■ **TASK TO CARRY OUT**
Check each line of the records below for the word "AuthGrpcService" and give the number of lines that have it, with nothing added.

DATA SUPPLIED section start

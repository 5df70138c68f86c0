//! Functional tests driving the gRPC surface end to end.

mod suite;

use chrono::Utc;
use jsonwebtoken::{decode, Algorithm, DecodingKey, Validation};
use tonic::Code;

use proto::sso::{IsAdminRequest, LoginRequest, RegisterRequest};
use sso_service_lib::service::Claims;

use suite::{Suite, TEST_APP_ID, TEST_APP_SECRET, TOKEN_TTL_SECONDS};

const EXP_DELTA_SECONDS: i64 = 5;

fn decode_claims(token: &str) -> Claims {
    decode::<Claims>(
        token,
        &DecodingKey::from_secret(TEST_APP_SECRET.as_bytes()),
        &Validation::new(Algorithm::HS256),
    )
    .expect("token must decode with the app secret")
    .claims
}

#[tokio::test]
async fn register_login_happy_path() {
    let mut st = Suite::start().await;

    let user_id = st
        .client
        .register(RegisterRequest {
            email: "happy@example.com".to_string(),
            password: "password1".to_string(),
        })
        .await
        .expect("register")
        .into_inner()
        .user_id;
    assert!(user_id > 0);

    let res = st
        .client
        .login(LoginRequest {
            email: "happy@example.com".to_string(),
            password: "password1".to_string(),
            app_id: TEST_APP_ID,
        })
        .await
        .expect("login")
        .into_inner();
    let login_time = Utc::now();

    assert!(!res.token.is_empty());

    let claims = decode_claims(&res.token);
    assert_eq!(claims.uid, user_id);
    assert_eq!(claims.email, "happy@example.com");
    assert_eq!(claims.app_id, TEST_APP_ID);

    let expected_exp = login_time.timestamp() + TOKEN_TTL_SECONDS;
    assert!((claims.exp - expected_exp).abs() <= EXP_DELTA_SECONDS);
}

#[tokio::test]
async fn duplicated_registration_is_a_conflict() {
    let mut st = Suite::start().await;

    let req = RegisterRequest {
        email: "dup@example.com".to_string(),
        password: "password1".to_string(),
    };

    let user_id = st
        .client
        .register(req.clone())
        .await
        .expect("first register")
        .into_inner()
        .user_id;
    assert!(user_id > 0);

    // Same email with a different password still conflicts
    let status = st
        .client
        .register(RegisterRequest {
            password: "password2".to_string(),
            ..req
        })
        .await
        .expect_err("second register must fail");
    assert_eq!(status.code(), Code::AlreadyExists);
    assert!(status.message().contains("User already exists"));
}

#[tokio::test]
async fn register_fail_cases() {
    let mut st = Suite::start().await;

    let cases = [
        ("empty password", "fail@example.com", "", "Field 'password' is required"),
        ("empty email", "", "password1", "Field 'email' is required"),
        ("empty email and password", "", "", "Field 'email' is required"),
        (
            "short password",
            "fail@example.com",
            "passwd7",
            "Field 'password' requires at least 8 characters",
        ),
        (
            "invalid email",
            "not-an-email",
            "password1",
            "Field 'email' is invalid",
        ),
    ];

    for (name, email, password, want) in cases {
        let status = st
            .client
            .register(RegisterRequest {
                email: email.to_string(),
                password: password.to_string(),
            })
            .await
            .unwrap_err();

        assert_eq!(status.code(), Code::InvalidArgument, "case: {}", name);
        assert!(
            status.message().contains(want),
            "case: {}, got: {}",
            name,
            status.message()
        );
    }
}

#[tokio::test]
async fn login_fail_cases() {
    let mut st = Suite::start().await;

    st.client
        .register(RegisterRequest {
            email: "known@example.com".to_string(),
            password: "password1".to_string(),
        })
        .await
        .expect("register");

    let cases = [
        (
            "empty email",
            "",
            "password1",
            TEST_APP_ID,
            Code::InvalidArgument,
            "Field 'email' is required",
        ),
        (
            "empty password",
            "known@example.com",
            "",
            TEST_APP_ID,
            Code::InvalidArgument,
            "Field 'password' is required",
        ),
        (
            "zero app id",
            "known@example.com",
            "password1",
            0,
            Code::InvalidArgument,
            "Field 'app_id' is required",
        ),
        (
            "negative app id",
            "known@example.com",
            "password1",
            -1,
            Code::InvalidArgument,
            "Field 'app_id' is invalid",
        ),
        (
            "unknown account",
            "ghost@example.com",
            "password1",
            TEST_APP_ID,
            Code::InvalidArgument,
            "Invalid credentials",
        ),
        (
            "wrong password",
            "known@example.com",
            "wrongpw12",
            TEST_APP_ID,
            Code::InvalidArgument,
            "Invalid credentials",
        ),
        (
            "unknown app",
            "known@example.com",
            "password1",
            42,
            Code::NotFound,
            "App not found",
        ),
    ];

    for (name, email, password, app_id, want_code, want_message) in cases {
        let status = st
            .client
            .login(LoginRequest {
                email: email.to_string(),
                password: password.to_string(),
                app_id,
            })
            .await
            .unwrap_err();

        assert_eq!(status.code(), want_code, "case: {}", name);
        assert!(
            status.message().contains(want_message),
            "case: {}, got: {}",
            name,
            status.message()
        );
    }
}

#[tokio::test]
async fn credential_failures_are_indistinguishable() {
    let mut st = Suite::start().await;

    st.client
        .register(RegisterRequest {
            email: "real@example.com".to_string(),
            password: "password1".to_string(),
        })
        .await
        .expect("register");

    let wrong_password = st
        .client
        .login(LoginRequest {
            email: "real@example.com".to_string(),
            password: "wrongpw12".to_string(),
            app_id: TEST_APP_ID,
        })
        .await
        .unwrap_err();

    let unknown_email = st
        .client
        .login(LoginRequest {
            email: "ghost@example.com".to_string(),
            password: "password1".to_string(),
            app_id: TEST_APP_ID,
        })
        .await
        .unwrap_err();

    assert_eq!(wrong_password.code(), unknown_email.code());
    assert_eq!(wrong_password.message(), unknown_email.message());
}

#[tokio::test]
async fn is_admin_defaults_to_false() {
    let mut st = Suite::start().await;

    let user_id = st
        .client
        .register(RegisterRequest {
            email: "plain@example.com".to_string(),
            password: "password1".to_string(),
        })
        .await
        .expect("register")
        .into_inner()
        .user_id;

    let res = st
        .client
        .is_admin(IsAdminRequest { user_id })
        .await
        .expect("is_admin")
        .into_inner();
    assert!(!res.is_admin);

    st.storage.set_admin(user_id, true).await.expect("set admin");

    let res = st
        .client
        .is_admin(IsAdminRequest { user_id })
        .await
        .expect("is_admin")
        .into_inner();
    assert!(res.is_admin);
}

#[tokio::test]
async fn is_admin_fail_cases() {
    let mut st = Suite::start().await;

    let status = st
        .client
        .is_admin(IsAdminRequest { user_id: 42 })
        .await
        .unwrap_err();
    assert_eq!(status.code(), Code::NotFound);
    assert!(status.message().contains("User not found"));

    let status = st
        .client
        .is_admin(IsAdminRequest { user_id: 0 })
        .await
        .unwrap_err();
    assert_eq!(status.code(), Code::InvalidArgument);
    assert!(status.message().contains("Field 'user_id' is required"));
}

#[tokio::test]
async fn validation_failures_never_reach_the_store() {
    let mut st = Suite::start().await;

    let status = st
        .client
        .register(RegisterRequest {
            email: "short@example.com".to_string(),
            password: "passwd7".to_string(),
        })
        .await
        .unwrap_err();
    assert_eq!(status.code(), Code::InvalidArgument);

    assert_eq!(st.storage.user_count().await, 0);
}
//! User entity.

use serde::{Deserialize, Serialize};

/// A registered account.
///
/// Created once at registration and never mutated afterwards; the store owns
/// its lifecycle and uniqueness of the email.
#[derive(Debug, Clone, Serialize, Deserialize)]
pub struct User {
    /// Store-assigned identifier
    pub id: i64,
    /// Unique email address, case-sensitive as stored
    pub email: String,
    /// Salted one-way hash of the password (PHC string)
    #[serde(skip_serializing)]
    pub password_hash: String,
}

impl User {
    /// Create a new user record
    pub fn new(id: i64, email: String, password_hash: String) -> Self {
        Self {
            id,
            email,
            password_hash,
        }
    }
}
//! gRPC implementation for the Auth service.
//!
//! Validates request fields, invokes the authentication service, and maps
//! the error taxonomy onto gRPC status codes.

use std::sync::Arc;

use tonic::{Request, Response, Status};

use common::IntoStatus;
use proto::sso::{
    IsAdminRequest, IsAdminResponse, LoginRequest, LoginResponse, RegisterRequest,
    RegisterResponse,
};

use crate::service::AuthService;
use crate::validation::{check, IsAdminInput, LoginInput, RegisterInput};

/// gRPC service wrapper for [`AuthService`].
pub struct AuthGrpcService {
    service: Arc<dyn AuthService>,
}

impl AuthGrpcService {
    /// Create a new gRPC service wrapper.
    pub fn new(service: Arc<dyn AuthService>) -> Self {
        Self { service }
    }
}

#[tonic::async_trait]
impl proto::Auth for AuthGrpcService {
    async fn register(
        &self,
        request: Request<RegisterRequest>,
    ) -> Result<Response<RegisterResponse>, Status> {
        let req = request.into_inner();

        check(&RegisterInput {
            email: req.email.clone(),
            password: req.password.clone(),
        })
        .map_err(IntoStatus::into_status)?;

        let user_id = self
            .service
            .register(&req.email, &req.password)
            .await
            .map_err(IntoStatus::into_status)?;

        Ok(Response::new(RegisterResponse { user_id }))
    }

    async fn login(
        &self,
        request: Request<LoginRequest>,
    ) -> Result<Response<LoginResponse>, Status> {
        let req = request.into_inner();

        check(&LoginInput {
            email: req.email.clone(),
            password: req.password.clone(),
            app_id: req.app_id,
        })
        .map_err(IntoStatus::into_status)?;

        let token = self
            .service
            .login(&req.email, &req.password, req.app_id)
            .await
            .map_err(IntoStatus::into_status)?;

        Ok(Response::new(LoginResponse { token }))
    }

    async fn is_admin(
        &self,
        request: Request<IsAdminRequest>,
    ) -> Result<Response<IsAdminResponse>, Status> {
        let req = request.into_inner();

        check(&IsAdminInput {
            user_id: req.user_id,
        })
        .map_err(IntoStatus::into_status)?;

        let is_admin = self
            .service
            .is_admin(req.user_id)
            .await
            .map_err(IntoStatus::into_status)?;

        Ok(Response::new(IsAdminResponse { is_admin }))
    }
}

DATA SUPPLIED section end

■ **ANSWER SPACE**
3